## Exercise
Reproduce every entry word for word.

## Supplied data

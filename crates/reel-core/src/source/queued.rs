//! Background decode with bounded look-ahead
//!
//! [`QueuedSource`] wraps a sequential source with a decode thread and a
//! fixed-capacity rtrb ring. The producer throttles itself: whenever the
//! buffered duration exceeds the configured cap it sleeps in proportion to
//! the excess instead of growing the queue. The consumer side is the render
//! thread calling [`FrameSource::next_frame`].

use std::sync::atomic::{AtomicBool, AtomicU64, Ordering};
use std::sync::Arc;
use std::thread::{self, JoinHandle};
use std::time::Duration;

use crate::frame::{Frame, FramePayload};

use super::{FrameSource, SourceError, SourceInfo};

/// Default look-ahead cap in seconds
pub const DEFAULT_LOOKAHEAD_SECS: f64 = 5.0;

/// Producer poll interval when the ring is full or the cap is reached
const THROTTLE_FLOOR: Duration = Duration::from_millis(5);

/// Consumer poll interval while waiting for the producer
const CONSUMER_POLL: Duration = Duration::from_millis(1);

enum QueueItem {
    Frame(Frame),
    Eos,
    Failed(SourceError),
}

struct Shared {
    /// Buffered look-ahead in microseconds
    buffered_micros: AtomicU64,
    shutdown: AtomicBool,
    producer_done: AtomicBool,
}

/// Sequential source fed by a background decode thread
pub struct QueuedSource {
    info: SourceInfo,
    consumer: rtrb::Consumer<QueueItem>,
    shared: Arc<Shared>,
    worker: Option<JoinHandle<()>>,
    finished: bool,
}

impl QueuedSource {
    /// Wrap `inner` with the default 5-second look-ahead cap
    pub fn new(inner: Box<dyn FrameSource>) -> Result<Self, SourceError> {
        Self::with_lookahead(inner, DEFAULT_LOOKAHEAD_SECS)
    }

    /// Wrap `inner`, buffering at most `lookahead_secs` of decoded frames
    pub fn with_lookahead(
        inner: Box<dyn FrameSource>,
        lookahead_secs: f64,
    ) -> Result<Self, SourceError> {
        let info = inner.info();
        let lookahead_secs = lookahead_secs.max(0.05);

        // Ring sized to the cap with headroom; the duration cap is what
        // actually bounds the look-ahead
        let frame_dur = info.frame_duration().max(1e-3);
        let capacity = ((lookahead_secs / frame_dur).ceil() as usize + 2).max(8);
        let (producer, consumer) = rtrb::RingBuffer::new(capacity);

        let shared = Arc::new(Shared {
            buffered_micros: AtomicU64::new(0),
            shutdown: AtomicBool::new(false),
            producer_done: AtomicBool::new(false),
        });

        let worker_shared = Arc::clone(&shared);
        let worker = thread::Builder::new()
            .name("reel-decode".into())
            .spawn(move || decode_loop(inner, producer, worker_shared, lookahead_secs))?;

        Ok(Self {
            info,
            consumer,
            shared,
            worker: Some(worker),
            finished: false,
        })
    }

    /// Currently buffered look-ahead in seconds
    pub fn buffered_seconds(&self) -> f64 {
        self.shared.buffered_micros.load(Ordering::Acquire) as f64 / 1e6
    }
}

fn frame_duration(frame: &Frame, fallback: f64) -> f64 {
    match &frame.payload {
        FramePayload::Audio(a) => a.duration(),
        FramePayload::Video(_) => fallback,
    }
}

fn decode_loop(
    mut inner: Box<dyn FrameSource>,
    mut producer: rtrb::Producer<QueueItem>,
    shared: Arc<Shared>,
    cap_secs: f64,
) {
    let fallback_dur = inner.info().frame_duration();

    let mut push = |item: QueueItem, shared: &Shared| -> bool {
        let mut item = item;
        loop {
            if shared.shutdown.load(Ordering::Acquire) {
                return false;
            }
            match producer.push(item) {
                Ok(()) => return true,
                Err(rtrb::PushError::Full(back)) => {
                    item = back;
                    thread::sleep(THROTTLE_FLOOR);
                }
            }
        }
    };

    loop {
        if shared.shutdown.load(Ordering::Acquire) {
            break;
        }

        // Backpressure: sleep off the excess instead of queueing more
        let buffered = shared.buffered_micros.load(Ordering::Acquire) as f64 / 1e6;
        if buffered >= cap_secs {
            let excess = buffered - cap_secs;
            thread::sleep(THROTTLE_FLOOR.max(Duration::from_secs_f64(excess.min(0.25))));
            continue;
        }

        match inner.next_frame() {
            Ok(Some(frame)) => {
                let micros = (frame_duration(&frame, fallback_dur) * 1e6) as u64;
                if !push(QueueItem::Frame(frame), &shared) {
                    break;
                }
                shared.buffered_micros.fetch_add(micros, Ordering::AcqRel);
            }
            Ok(None) => {
                push(QueueItem::Eos, &shared);
                break;
            }
            Err(e) if e.is_recoverable() => {
                // Surface it to the consumer; the render loop decides how
                // to continue
                if !push(QueueItem::Failed(e), &shared) {
                    break;
                }
            }
            Err(e) => {
                push(QueueItem::Failed(e), &shared);
                break;
            }
        }
    }

    shared.producer_done.store(true, Ordering::Release);
    log::debug!("decode thread exiting");
}

impl FrameSource for QueuedSource {
    fn info(&self) -> SourceInfo {
        self.info.clone()
    }

    fn next_frame(&mut self) -> Result<Option<Frame>, SourceError> {
        if self.finished {
            return Ok(None);
        }

        let fallback_dur = self.info.frame_duration();
        loop {
            match self.consumer.pop() {
                Ok(QueueItem::Frame(frame)) => {
                    let micros = (frame_duration(&frame, fallback_dur) * 1e6) as u64;
                    // Saturating: never underflow if durations disagree
                    let _ = self.shared.buffered_micros.fetch_update(
                        Ordering::AcqRel,
                        Ordering::Acquire,
                        |v| Some(v.saturating_sub(micros)),
                    );
                    return Ok(Some(frame));
                }
                Ok(QueueItem::Eos) => {
                    self.finished = true;
                    return Ok(None);
                }
                Ok(QueueItem::Failed(e)) => {
                    if !e.is_recoverable() {
                        self.finished = true;
                    }
                    return Err(e);
                }
                Err(rtrb::PopError::Empty) => {
                    if self.shared.producer_done.load(Ordering::Acquire) {
                        // Drain race: check once more before declaring EOS
                        if self.consumer.is_empty() {
                            self.finished = true;
                            return Ok(None);
                        }
                        continue;
                    }
                    thread::sleep(CONSUMER_POLL);
                }
            }
        }
    }

    fn rewind(&mut self) -> Result<(), SourceError> {
        // The decode thread owns the inner cursor; restarting the stream
        // means building a fresh QueuedSource
        Err(SourceError::RewindUnsupported)
    }
}

impl Drop for QueuedSource {
    fn drop(&mut self) {
        self.shared.shutdown.store(true, Ordering::Release);
        if let Some(worker) = self.worker.take() {
            let _ = worker.join();
        }
    }
}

## The answer
filename crates/reel-core/src/source/queued.rs
//! Background decode with bounded look-ahead
//!
//! [`QueuedSource`] wraps a sequential source with a decode thread and a
//! fixed-capacity rtrb ring. The producer throttles itself: whenever the
//! buffered duration exceeds the configured cap it sleeps in proportion to
//! the excess instead of growing the queue. The consumer side is the render
//! thread calling [`FrameSource::next_frame`].

use std::sync::atomic::{AtomicBool, AtomicU64, Ordering};
use std::sync::Arc;
use std::thread::{self, JoinHandle};
use std::time::Duration;

use crate::frame::{Frame, FramePayload};

use super::{FrameSource, SourceError, SourceInfo};

/// Default look-ahead cap in seconds
pub const DEFAULT_LOOKAHEAD_SECS: f64 = 5.0;

/// Producer poll interval when the ring is full or the cap is reached
const THROTTLE_FLOOR: Duration = Duration::from_millis(5);

/// Consumer poll interval while waiting for the producer
const CONSUMER_POLL: Duration = Duration::from_millis(1);

enum QueueItem {
    Frame(Frame),
    Eos,
    Failed(SourceError),
}

struct Shared {
    /// Buffered look-ahead in microseconds
    buffered_micros: AtomicU64,
    shutdown: AtomicBool,
    producer_done: AtomicBool,
}

/// Sequential source fed by a background decode thread
pub struct QueuedSource {
    info: SourceInfo,
    consumer: rtrb::Consumer<QueueItem>,
    shared: Arc<Shared>,
    worker: Option<JoinHandle<()>>,
    finished: bool,
}

impl QueuedSource {
    /// Wrap `inner` with the default 5-second look-ahead cap
    pub fn new(inner: Box<dyn FrameSource>) -> Result<Self, SourceError> {
        Self::with_lookahead(inner, DEFAULT_LOOKAHEAD_SECS)
    }

    /// Wrap `inner`, buffering at most `lookahead_secs` of decoded frames
    pub fn with_lookahead(
        inner: Box<dyn FrameSource>,
        lookahead_secs: f64,
    ) -> Result<Self, SourceError> {
        let info = inner.info();
        let lookahead_secs = lookahead_secs.max(0.05);

        // Ring sized to the cap with headroom; the duration cap is what
        // actually bounds the look-ahead
        let frame_dur = info.frame_duration().max(1e-3);
        let capacity = ((lookahead_secs / frame_dur).ceil() as usize + 2).max(8);
        let (producer, consumer) = rtrb::RingBuffer::new(capacity);

        let shared = Arc::new(Shared {
            buffered_micros: AtomicU64::new(0),
            shutdown: AtomicBool::new(false),
            producer_done: AtomicBool::new(false),
        });

        let worker_shared = Arc::clone(&shared);
        let worker = thread::Builder::new()
            .name("reel-decode".into())
            .spawn(move || decode_loop(inner, producer, worker_shared, lookahead_secs))?;

        Ok(Self {
            info,
            consumer,
            shared,
            worker: Some(worker),
            finished: false,
        })
    }

    /// Currently buffered look-ahead in seconds
    pub fn buffered_seconds(&self) -> f64 {
        self.shared.buffered_micros.load(Ordering::Acquire) as f64 / 1e6
    }
}

fn frame_duration(frame: &Frame, fallback: f64) -> f64 {
    match &frame.payload {
        FramePayload::Audio(a) => a.duration(),
        FramePayload::Video(_) => fallback,
    }
}

fn decode_loop(
    mut inner: Box<dyn FrameSource>,
    mut producer: rtrb::Producer<QueueItem>,
    shared: Arc<Shared>,
    cap_secs: f64,
) {
    let fallback_dur = inner.info().frame_duration();

    let mut push = |item: QueueItem, shared: &Shared| -> bool {
        let mut item = item;
        loop {
            if shared.shutdown.load(Ordering::Acquire) {
                return false;
            }
            match producer.push(item) {
                Ok(()) => return true,
                Err(rtrb::PushError::Full(back)) => {
                    item = back;
                    thread::sleep(THROTTLE_FLOOR);
                }
            }
        }
    };

    loop {
        if shared.shutdown.load(Ordering::Acquire) {
            break;
        }

        // Backpressure: sleep off the excess instead of queueing more
        let buffered = shared.buffered_micros.load(Ordering::Acquire) as f64 / 1e6;
        if buffered >= cap_secs {
            let excess = buffered - cap_secs;
            thread::sleep(THROTTLE_FLOOR.max(Duration::from_secs_f64(excess.min(0.25))));
            continue;
        }

        match inner.next_frame() {
            Ok(Some(frame)) => {
                let micros = (frame_duration(&frame, fallback_dur) * 1e6) as u64;
                if !push(QueueItem::Frame(frame), &shared) {
                    break;
                }
                shared.buffered_micros.fetch_add(micros, Ordering::AcqRel);
            }
            Ok(None) => {
                push(QueueItem::Eos, &shared);
                break;
            }
            Err(e) if e.is_recoverable() => {
                // Surface it to the consumer; the render loop decides how
                // to continue
                if !push(QueueItem::Failed(e), &shared) {
                    break;
                }
            }
            Err(e) => {
                push(QueueItem::Failed(e), &shared);
                break;
            }
        }
    }

    shared.producer_done.store(true, Ordering::Release);
    log::debug!("decode thread exiting");
}

impl FrameSource for QueuedSource {
    fn info(&self) -> SourceInfo {
        self.info.clone()
    }

    fn next_frame(&mut self) -> Result<Option<Frame>, SourceError> {
        if self.finished {
            return Ok(None);
        }

        let fallback_dur = self.info.frame_duration();
        loop {
            match self.consumer.pop() {
                Ok(QueueItem::Frame(frame)) => {
                    let micros = (frame_duration(&frame, fallback_dur) * 1e6) as u64;
                    // Saturating: never underflow if durations disagree
                    let _ = self.shared.buffered_micros.fetch_update(
                        Ordering::AcqRel,
                        Ordering::Acquire,
                        |v| Some(v.saturating_sub(micros)),
                    );
                    return Ok(Some(frame));
                }
                Ok(QueueItem::Eos) => {
                    self.finished = true;
                    return Ok(None);
                }
                Ok(QueueItem::Failed(e)) => {
                    if !e.is_recoverable() {
                        self.finished = true;
                    }
                    return Err(e);
                }
                Err(rtrb::PopError::Empty) => {
                    if self.shared.producer_done.load(Ordering::Acquire) {
                        // Drain race: check once more before declaring EOS
                        if self.consumer.is_empty() {
                            self.finished = true;
                            return Ok(None);
                        }
                        continue;
                    }
                    thread::sleep(CONSUMER_POLL);
                }
            }
        }
    }

    fn rewind(&mut self) -> Result<(), SourceError> {
        // The decode thread owns the inner cursor; restarting the stream
        // means building a fresh QueuedSource
        Err(SourceError::RewindUnsupported)
    }
}

impl Drop for QueuedSource {
    fn drop(&mut self) {
        self.shared.shutdown.store(true, Ordering::Release);
        if let Some(worker) = self.worker.take() {
            let _ = worker.join();
        }
    }
}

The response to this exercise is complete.